I basically ignored all the talk about how artists and professionals love the iPad Mini, but what I did pay attention to has me thinking it might be the one. The power is there — forget all the XX% faster marketing stuff, but I’ve seen enough from Apple to know the Bionic SoC platform is going to handle things. The size is right, and even the $500 price tag isn’t insane like many other Apple devices are.

Samsung Galaxy Z Fold 3 S Pen Taking Notes

Samsung Galaxy Z Fold 3 S Pen Taking NotesSource: Nick Sutrich / Android Central

Mostly though, it’s the ecosystem. Yes, that word gets tossed around a lot, and sometimes my brain goes numb after hearing it, but this is one place where everything can work great for me.

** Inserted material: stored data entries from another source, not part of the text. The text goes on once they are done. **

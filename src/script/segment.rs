//! Splitting of mixed Japanese text into word-like segments.

#[derive(Debug, Clone, Copy, PartialEq, Eq)]
enum CharClass {
    Kanji,
    Hiragana,
    Katakana,
    Space,
    Other,
}

fn classify(c: char) -> CharClass {
    match c {
        '\u{4E00}'..='\u{9FFF}' | '\u{3400}'..='\u{4DBF}' | '\u{F900}'..='\u{FAFF}' | '々' => {
            CharClass::Kanji
        }
        '\u{3041}'..='\u{309F}' => CharClass::Hiragana,
        '\u{30A0}'..='\u{30FF}' | '\u{31F0}'..='\u{31FF}' | '\u{FF66}'..='\u{FF9F}' => {
            CharClass::Katakana
        }
        c if c.is_whitespace() => CharClass::Space,
        _ => CharClass::Other,
    }
}

/// Splits `text` into runs of the same script.
///
/// Hiragana directly following kanji stays in the kanji segment (okurigana and
/// particles), so `食べる` is one segment. Whitespace separates segments and is
/// dropped.
pub fn split_segments(text: &str) -> Vec<&str> {
    let mut segments = Vec::new();
    // (segment start, class that opened the segment, class of the previous char)
    let mut current: Option<(usize, CharClass, CharClass)> = None;

    for (index, c) in text.char_indices() {
        let class = classify(c);

        if let Some((start, opening, previous)) = current {
            let continues = class == previous
                || (opening == CharClass::Kanji && class == CharClass::Hiragana);
            if class != CharClass::Space && continues {
                current = Some((start, opening, class));
                continue;
            }
            segments.push(&text[start..index]);
            current = None;
        }

        if class != CharClass::Space {
            current = Some((index, class, class));
        }
    }

    if let Some((start, _, _)) = current {
        segments.push(&text[start..]);
    }

    segments
}
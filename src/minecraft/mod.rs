//! Minecraft Java edition server probing.
//!
//! Two independent probes are exposed through [`GameServer`]:
//!
//! - [`GameServer::status`] uses the Server List Ping over TCP. It only tells
//!   whether the server answers and how many players are online.
//! - [`GameServer::query`] uses the UDP query protocol (`enable-query=true` in
//!   `server.properties`) to get the map name and the full player roster.
//!
//! [`lookup_public_address`] resolves the host's public IPv4 address when no
//! server host is configured.

mod address;
mod codec;
mod query;
mod status;

use std::time::Duration;

use log::debug;
use mockall::automock;
use thiserror::Error;
use tokio::time::timeout;

pub use crate::minecraft::address::lookup_public_address;

#[derive(Error, Debug)]
pub enum MinecraftError {
    #[error("IO error: {0}")]
    Io(#[from] std::io::Error),

    #[error("protocol error: {0}")]
    Protocol(String),

    #[error("no answer after {0:?}")]
    Timeout(Duration),
}

/// Liveness information from the Server List Ping.
#[derive(Debug, Clone, PartialEq, Eq)]
pub struct ServerStatus {
    pub online: u32,
    pub max: u32,
    pub version: String,
    pub motd: String,
}

/// Full statistics from the query protocol.
#[derive(Debug, Clone, PartialEq, Eq)]
pub struct QueryResponse {
    pub motd: String,
    pub map: String,
    pub version: String,
    pub online: u32,
    pub max: u32,
    pub players: Vec<String>,
}

#[automock]
pub trait GameServer {
    async fn status(&self) -> Result<ServerStatus, MinecraftError>;
    async fn query(&self) -> Result<QueryResponse, MinecraftError>;
}

/// A Minecraft server reachable at a fixed address.
pub struct MinecraftServer {
    host: String,
    port: u16,
    query_port: u16,
    timeout: Duration,
}

impl MinecraftServer {
    pub fn new(host: &str, port: u16, query_port: u16, timeout: Duration) -> Self {
        MinecraftServer {
            host: host.to_string(),
            port,
            query_port,
            timeout,
        }
    }
}

impl GameServer for MinecraftServer {
    async fn status(&self) -> Result<ServerStatus, MinecraftError> {
        debug!("pinging {}:{}", &self.host, self.port);
        timeout(self.timeout, status::fetch_status(&self.host, self.port))
            .await
            .map_err(|_| MinecraftError::Timeout(self.timeout))?
    }

    async fn query(&self) -> Result<QueryResponse, MinecraftError> {
        debug!("querying {}:{}", &self.host, self.query_port);
        timeout(self.timeout, query::full_stat(&self.host, self.query_port))
            .await
            .map_err(|_| MinecraftError::Timeout(self.timeout))?
    }
}
//! Languages a translation can target.

use std::fmt;

/// One of the supported translation targets.
///
/// The set is closed: anything the bot translates into is one of these.
#[derive(Debug, Clone, Copy, PartialEq, Eq, Hash)]
pub enum Language {
    Spanish,
    English,
    French,
    Italian,
    German,
    Japanese,
    Arabic,
    ChineseSimplified,
    Russian,
    Korean,
    Portuguese,
    Latin,
    Hebrew,
    Catalan,
}

impl Language {
    pub const ALL: [Language; 14] = [
        Language::Spanish,
        Language::English,
        Language::French,
        Language::Italian,
        Language::German,
        Language::Japanese,
        Language::Arabic,
        Language::ChineseSimplified,
        Language::Russian,
        Language::Korean,
        Language::Portuguese,
        Language::Latin,
        Language::Hebrew,
        Language::Catalan,
    ];

    /// Code understood by the translation backend.
    pub fn code(&self) -> &'static str {
        match self {
            Language::Spanish => "es",
            Language::English => "en",
            Language::French => "fr",
            Language::Italian => "it",
            Language::German => "de",
            Language::Japanese => "ja",
            Language::Arabic => "ar",
            Language::ChineseSimplified => "zh-CN",
            Language::Russian => "ru",
            Language::Korean => "ko",
            Language::Portuguese => "pt",
            Language::Latin => "la",
            Language::Hebrew => "iw",
            Language::Catalan => "ca",
        }
    }

    pub fn name(&self) -> &'static str {
        match self {
            Language::Spanish => "spanish",
            Language::English => "english",
            Language::French => "french",
            Language::Italian => "italian",
            Language::German => "german",
            Language::Japanese => "japanese",
            Language::Arabic => "arabic",
            Language::ChineseSimplified => "chinese (simplified)",
            Language::Russian => "russian",
            Language::Korean => "korean",
            Language::Portuguese => "portuguese",
            Language::Latin => "latin",
            Language::Hebrew => "hebrew",
            Language::Catalan => "catalan",
        }
    }

    /// Looks a language up by its backend code.
    pub fn from_code(code: &str) -> Option<Language> {
        Language::ALL.into_iter().find(|l| l.code() == code)
    }

    /// Every accepted code, in declaration order.
    pub fn codes() -> Vec<&'static str> {
        Language::ALL.iter().map(Language::code).collect()
    }
}

impl fmt::Display for Language {
    fn fmt(&self, f: &mut fmt::Formatter<'_>) -> fmt::Result {
        f.write_str(self.code())
    }
}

All of Google’s services work well on iOS, so I know I’ll have the experience I want from Google Photos or YouTube, and Apple does a great job at filling in the rest.

Say what you will about Apple’s way of doing business, but the App Store has plenty of great tablet apps.

Yeah, Apple’s walled garden sucks. Ask anyone who wants to play Fortnite on a new iPad Mini about that if you want another opinion, and I’m not a fan of a company trying to tell me what I can do with something I paid money to buy. But I can’t deny that Apple has its shit together when it comes to tablet apps, and chances are I would find a few I would want to install. Google could learn a lot here.

I think an iPad Mini would complement my Android phone and my other tech in the right ways. I’m not rushing out to preorder one just yet, and I’ll wait to read some reviews before I whip out the plastic. I’d also recommend any Android or Chrome user as interested in the iPad Mini as I am to do the same thing.

I’ve talked to a lot of you guys who use an iPad along with your Android phones, and I think I get it now. I’m not going to write it off just because it’s from that fruit company. It might be what a lot of Android folks just like me are looking for.